WHAT IS EXPECTED | Go through the listing and return every line with "claims" in it.

SUPPLIED MATERIAL |
+++
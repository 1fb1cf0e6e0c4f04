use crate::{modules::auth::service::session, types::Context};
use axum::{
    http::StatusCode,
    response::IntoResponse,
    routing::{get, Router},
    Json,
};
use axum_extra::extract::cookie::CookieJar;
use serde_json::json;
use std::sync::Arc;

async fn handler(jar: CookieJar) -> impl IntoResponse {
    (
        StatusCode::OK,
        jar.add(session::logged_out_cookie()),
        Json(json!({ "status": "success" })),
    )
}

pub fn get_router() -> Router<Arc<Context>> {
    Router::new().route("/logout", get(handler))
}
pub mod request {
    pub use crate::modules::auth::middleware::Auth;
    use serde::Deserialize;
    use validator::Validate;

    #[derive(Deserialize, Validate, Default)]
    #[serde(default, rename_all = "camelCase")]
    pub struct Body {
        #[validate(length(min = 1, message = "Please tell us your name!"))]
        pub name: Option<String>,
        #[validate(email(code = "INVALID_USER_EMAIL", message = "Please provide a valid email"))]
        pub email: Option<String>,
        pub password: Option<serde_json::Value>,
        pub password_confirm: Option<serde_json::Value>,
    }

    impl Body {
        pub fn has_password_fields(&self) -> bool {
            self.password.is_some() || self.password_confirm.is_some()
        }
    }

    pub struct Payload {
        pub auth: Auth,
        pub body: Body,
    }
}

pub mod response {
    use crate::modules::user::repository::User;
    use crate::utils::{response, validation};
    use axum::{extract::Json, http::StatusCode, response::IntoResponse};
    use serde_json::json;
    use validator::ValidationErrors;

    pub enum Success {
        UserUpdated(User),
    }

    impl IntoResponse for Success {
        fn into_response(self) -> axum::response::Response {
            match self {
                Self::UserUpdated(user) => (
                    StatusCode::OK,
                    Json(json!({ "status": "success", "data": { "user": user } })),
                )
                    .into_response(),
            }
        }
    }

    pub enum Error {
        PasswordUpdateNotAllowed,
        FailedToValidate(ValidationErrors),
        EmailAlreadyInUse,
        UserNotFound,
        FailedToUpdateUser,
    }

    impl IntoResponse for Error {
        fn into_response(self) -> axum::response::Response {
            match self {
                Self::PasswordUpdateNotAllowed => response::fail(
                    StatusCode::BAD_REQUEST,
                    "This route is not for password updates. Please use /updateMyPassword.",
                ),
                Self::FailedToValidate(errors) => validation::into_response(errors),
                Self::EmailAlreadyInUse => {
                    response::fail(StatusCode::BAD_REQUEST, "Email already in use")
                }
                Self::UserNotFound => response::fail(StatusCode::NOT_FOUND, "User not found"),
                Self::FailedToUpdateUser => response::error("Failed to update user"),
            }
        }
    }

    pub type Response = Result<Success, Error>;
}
+++
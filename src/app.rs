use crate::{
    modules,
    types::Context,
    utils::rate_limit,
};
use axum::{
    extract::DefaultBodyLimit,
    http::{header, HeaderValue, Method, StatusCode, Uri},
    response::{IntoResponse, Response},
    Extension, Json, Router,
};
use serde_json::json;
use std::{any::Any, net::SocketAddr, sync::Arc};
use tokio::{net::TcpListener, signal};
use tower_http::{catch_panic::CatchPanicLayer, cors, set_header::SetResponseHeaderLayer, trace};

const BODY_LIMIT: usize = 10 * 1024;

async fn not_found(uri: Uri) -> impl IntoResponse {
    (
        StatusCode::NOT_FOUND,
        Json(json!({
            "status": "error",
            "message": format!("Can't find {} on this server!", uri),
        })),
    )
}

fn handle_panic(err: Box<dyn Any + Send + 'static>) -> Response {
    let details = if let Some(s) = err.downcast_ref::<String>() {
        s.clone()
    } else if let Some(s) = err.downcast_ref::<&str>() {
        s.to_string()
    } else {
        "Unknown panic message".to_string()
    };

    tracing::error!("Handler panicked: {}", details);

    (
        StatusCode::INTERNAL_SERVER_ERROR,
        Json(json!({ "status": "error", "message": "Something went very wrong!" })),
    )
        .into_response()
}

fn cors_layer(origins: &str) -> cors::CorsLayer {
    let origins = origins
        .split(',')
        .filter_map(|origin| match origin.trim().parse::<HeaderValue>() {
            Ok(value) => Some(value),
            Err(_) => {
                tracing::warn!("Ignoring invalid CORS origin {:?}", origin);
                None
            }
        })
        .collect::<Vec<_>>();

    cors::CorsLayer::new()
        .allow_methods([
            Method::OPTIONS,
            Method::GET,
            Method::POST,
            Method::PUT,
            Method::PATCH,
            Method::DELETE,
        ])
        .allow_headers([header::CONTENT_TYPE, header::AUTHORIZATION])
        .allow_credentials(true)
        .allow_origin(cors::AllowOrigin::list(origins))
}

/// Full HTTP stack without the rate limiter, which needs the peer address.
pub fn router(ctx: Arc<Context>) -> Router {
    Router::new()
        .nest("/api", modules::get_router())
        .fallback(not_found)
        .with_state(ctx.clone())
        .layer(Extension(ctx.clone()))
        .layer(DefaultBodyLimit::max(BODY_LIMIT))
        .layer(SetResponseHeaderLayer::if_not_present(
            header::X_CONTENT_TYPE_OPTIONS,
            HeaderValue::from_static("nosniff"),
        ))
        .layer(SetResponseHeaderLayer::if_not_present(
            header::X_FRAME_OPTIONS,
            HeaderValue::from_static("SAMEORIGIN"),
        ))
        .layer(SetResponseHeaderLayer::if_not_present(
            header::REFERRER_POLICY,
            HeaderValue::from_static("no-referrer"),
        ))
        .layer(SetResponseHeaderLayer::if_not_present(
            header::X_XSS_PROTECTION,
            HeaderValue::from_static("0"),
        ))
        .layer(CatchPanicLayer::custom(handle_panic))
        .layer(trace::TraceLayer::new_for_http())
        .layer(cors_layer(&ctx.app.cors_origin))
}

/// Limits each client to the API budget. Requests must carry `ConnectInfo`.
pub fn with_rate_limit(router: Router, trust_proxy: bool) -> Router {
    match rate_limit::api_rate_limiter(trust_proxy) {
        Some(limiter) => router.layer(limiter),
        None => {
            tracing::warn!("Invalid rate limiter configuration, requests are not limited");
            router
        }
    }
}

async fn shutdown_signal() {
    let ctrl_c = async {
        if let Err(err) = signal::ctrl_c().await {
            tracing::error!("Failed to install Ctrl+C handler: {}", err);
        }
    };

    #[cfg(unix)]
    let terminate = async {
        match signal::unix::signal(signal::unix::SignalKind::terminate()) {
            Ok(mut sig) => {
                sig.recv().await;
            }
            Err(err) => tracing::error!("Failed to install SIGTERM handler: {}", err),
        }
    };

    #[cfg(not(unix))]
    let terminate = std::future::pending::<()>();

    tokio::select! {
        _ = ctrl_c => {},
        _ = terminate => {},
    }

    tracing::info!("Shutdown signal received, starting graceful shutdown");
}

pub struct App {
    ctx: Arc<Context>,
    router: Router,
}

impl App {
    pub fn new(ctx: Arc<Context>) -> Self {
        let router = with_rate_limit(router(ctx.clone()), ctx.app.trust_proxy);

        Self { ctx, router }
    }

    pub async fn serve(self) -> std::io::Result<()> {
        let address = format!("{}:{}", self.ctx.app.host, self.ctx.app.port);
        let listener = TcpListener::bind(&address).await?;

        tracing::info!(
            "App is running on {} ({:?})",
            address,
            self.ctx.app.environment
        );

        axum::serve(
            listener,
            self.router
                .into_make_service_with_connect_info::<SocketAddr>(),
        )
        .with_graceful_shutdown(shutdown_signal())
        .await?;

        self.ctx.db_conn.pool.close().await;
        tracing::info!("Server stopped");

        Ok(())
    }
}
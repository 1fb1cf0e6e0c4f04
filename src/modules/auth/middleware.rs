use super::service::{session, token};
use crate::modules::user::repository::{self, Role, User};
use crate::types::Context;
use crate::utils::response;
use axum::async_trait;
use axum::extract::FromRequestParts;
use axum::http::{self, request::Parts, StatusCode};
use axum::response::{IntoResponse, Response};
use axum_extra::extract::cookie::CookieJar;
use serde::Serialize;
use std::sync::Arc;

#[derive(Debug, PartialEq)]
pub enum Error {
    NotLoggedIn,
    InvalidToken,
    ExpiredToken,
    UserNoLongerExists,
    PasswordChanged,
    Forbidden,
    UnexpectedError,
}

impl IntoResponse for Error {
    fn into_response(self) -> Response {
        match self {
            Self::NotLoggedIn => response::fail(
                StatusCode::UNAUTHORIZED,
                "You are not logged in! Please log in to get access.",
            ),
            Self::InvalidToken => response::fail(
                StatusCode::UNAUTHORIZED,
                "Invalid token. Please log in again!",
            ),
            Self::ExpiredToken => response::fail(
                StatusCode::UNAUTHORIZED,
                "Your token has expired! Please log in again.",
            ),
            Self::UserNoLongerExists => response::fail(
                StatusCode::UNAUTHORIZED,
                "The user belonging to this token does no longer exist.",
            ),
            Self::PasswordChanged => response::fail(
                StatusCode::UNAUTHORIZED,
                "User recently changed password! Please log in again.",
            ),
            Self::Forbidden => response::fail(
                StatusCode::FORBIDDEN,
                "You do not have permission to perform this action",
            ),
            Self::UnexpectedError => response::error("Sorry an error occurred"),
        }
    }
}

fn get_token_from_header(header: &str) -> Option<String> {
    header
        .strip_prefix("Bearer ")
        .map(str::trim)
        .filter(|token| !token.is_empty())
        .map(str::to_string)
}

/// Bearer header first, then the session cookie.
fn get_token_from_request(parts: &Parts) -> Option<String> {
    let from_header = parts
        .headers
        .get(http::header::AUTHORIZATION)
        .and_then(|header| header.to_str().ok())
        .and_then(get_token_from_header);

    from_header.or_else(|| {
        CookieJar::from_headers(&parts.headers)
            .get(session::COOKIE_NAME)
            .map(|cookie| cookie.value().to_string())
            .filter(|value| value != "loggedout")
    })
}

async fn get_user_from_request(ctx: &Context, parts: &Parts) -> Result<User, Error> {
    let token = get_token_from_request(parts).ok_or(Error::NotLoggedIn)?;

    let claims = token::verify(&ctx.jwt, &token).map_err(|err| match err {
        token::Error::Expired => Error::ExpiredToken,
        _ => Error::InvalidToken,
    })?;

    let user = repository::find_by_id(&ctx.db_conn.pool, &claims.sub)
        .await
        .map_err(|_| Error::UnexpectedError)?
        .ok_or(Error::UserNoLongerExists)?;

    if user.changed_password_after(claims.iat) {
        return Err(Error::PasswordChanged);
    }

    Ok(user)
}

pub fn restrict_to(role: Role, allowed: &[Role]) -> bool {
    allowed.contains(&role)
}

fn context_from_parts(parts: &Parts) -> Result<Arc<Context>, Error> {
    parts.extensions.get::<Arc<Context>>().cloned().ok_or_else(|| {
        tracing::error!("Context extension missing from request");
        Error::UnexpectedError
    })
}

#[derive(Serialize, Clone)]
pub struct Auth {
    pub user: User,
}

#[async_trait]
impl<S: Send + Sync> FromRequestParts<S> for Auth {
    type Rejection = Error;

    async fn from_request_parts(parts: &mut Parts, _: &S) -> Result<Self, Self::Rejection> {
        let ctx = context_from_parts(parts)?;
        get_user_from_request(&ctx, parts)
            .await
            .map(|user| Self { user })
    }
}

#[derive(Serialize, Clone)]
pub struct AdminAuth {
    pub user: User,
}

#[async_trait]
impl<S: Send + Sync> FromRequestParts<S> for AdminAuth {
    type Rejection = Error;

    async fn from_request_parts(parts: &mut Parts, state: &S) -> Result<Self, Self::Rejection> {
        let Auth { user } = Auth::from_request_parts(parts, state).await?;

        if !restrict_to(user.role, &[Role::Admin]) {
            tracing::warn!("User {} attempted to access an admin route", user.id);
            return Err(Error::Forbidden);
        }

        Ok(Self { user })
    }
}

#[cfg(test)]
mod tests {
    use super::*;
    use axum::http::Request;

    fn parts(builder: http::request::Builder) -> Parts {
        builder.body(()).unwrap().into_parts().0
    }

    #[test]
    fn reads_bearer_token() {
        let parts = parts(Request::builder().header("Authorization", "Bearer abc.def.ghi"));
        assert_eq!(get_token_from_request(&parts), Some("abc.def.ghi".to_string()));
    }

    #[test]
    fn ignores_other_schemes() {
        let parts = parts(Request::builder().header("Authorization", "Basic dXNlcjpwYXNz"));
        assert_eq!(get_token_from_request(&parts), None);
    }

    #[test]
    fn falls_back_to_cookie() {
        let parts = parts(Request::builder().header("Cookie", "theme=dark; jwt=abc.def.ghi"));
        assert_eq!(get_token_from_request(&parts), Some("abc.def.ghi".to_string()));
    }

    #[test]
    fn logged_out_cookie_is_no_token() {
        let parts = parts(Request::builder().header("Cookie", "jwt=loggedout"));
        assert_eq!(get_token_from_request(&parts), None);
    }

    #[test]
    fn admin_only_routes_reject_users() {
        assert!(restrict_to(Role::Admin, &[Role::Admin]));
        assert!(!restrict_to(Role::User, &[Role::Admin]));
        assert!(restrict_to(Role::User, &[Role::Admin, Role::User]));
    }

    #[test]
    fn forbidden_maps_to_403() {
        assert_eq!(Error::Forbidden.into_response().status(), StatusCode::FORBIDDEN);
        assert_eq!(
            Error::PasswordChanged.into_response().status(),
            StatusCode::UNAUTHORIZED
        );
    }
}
+++
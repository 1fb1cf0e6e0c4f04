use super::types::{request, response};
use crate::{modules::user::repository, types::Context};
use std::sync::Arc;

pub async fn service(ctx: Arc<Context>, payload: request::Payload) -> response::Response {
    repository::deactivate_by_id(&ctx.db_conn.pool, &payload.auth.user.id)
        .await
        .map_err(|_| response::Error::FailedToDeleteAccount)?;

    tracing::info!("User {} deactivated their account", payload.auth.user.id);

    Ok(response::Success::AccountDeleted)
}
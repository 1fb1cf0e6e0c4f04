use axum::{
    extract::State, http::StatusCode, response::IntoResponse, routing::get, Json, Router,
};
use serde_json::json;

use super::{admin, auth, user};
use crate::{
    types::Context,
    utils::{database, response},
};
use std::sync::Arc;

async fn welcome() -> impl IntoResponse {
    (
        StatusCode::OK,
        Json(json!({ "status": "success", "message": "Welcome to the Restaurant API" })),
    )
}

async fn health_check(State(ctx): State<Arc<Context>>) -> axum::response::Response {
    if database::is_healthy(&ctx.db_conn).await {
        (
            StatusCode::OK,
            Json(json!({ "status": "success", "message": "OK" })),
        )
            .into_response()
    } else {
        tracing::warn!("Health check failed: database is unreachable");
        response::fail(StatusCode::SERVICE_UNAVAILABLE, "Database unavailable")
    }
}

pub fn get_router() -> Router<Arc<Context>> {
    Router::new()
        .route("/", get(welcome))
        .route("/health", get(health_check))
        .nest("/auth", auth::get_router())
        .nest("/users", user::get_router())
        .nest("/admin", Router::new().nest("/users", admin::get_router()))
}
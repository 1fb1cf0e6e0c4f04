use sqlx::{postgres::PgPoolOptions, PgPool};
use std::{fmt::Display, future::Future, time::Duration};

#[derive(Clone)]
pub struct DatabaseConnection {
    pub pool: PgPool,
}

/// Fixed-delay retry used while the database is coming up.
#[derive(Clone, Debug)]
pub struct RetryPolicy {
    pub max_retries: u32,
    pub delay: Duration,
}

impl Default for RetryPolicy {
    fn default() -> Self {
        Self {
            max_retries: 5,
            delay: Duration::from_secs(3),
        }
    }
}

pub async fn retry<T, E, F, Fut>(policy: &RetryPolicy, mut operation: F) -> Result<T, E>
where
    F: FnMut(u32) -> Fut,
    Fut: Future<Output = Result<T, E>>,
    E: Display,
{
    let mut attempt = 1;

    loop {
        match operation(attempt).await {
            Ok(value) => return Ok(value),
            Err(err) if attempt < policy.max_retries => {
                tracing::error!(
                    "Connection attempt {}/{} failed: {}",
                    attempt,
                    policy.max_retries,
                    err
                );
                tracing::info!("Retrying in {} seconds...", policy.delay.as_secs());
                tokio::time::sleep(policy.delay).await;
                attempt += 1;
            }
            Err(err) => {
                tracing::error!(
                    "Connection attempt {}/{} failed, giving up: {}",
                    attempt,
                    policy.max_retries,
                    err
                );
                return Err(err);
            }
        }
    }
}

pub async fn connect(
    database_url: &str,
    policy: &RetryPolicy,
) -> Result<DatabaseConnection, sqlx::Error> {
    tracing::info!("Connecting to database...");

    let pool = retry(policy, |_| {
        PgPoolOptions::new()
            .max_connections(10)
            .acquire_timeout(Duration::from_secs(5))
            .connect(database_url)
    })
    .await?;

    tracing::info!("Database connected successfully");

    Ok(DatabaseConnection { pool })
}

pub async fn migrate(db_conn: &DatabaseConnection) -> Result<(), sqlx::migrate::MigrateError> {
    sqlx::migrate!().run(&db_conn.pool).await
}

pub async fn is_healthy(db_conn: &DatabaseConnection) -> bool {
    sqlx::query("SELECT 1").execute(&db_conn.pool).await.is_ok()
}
+++
ANSWER TO THE PROBLEM |
    let claims = token::verify(&ctx.jwt, &token).map_err(|err| match err {
    let user = repository::find_by_id(&ctx.db_conn.pool, &claims.sub)
    if user.changed_password_after(claims.iat) {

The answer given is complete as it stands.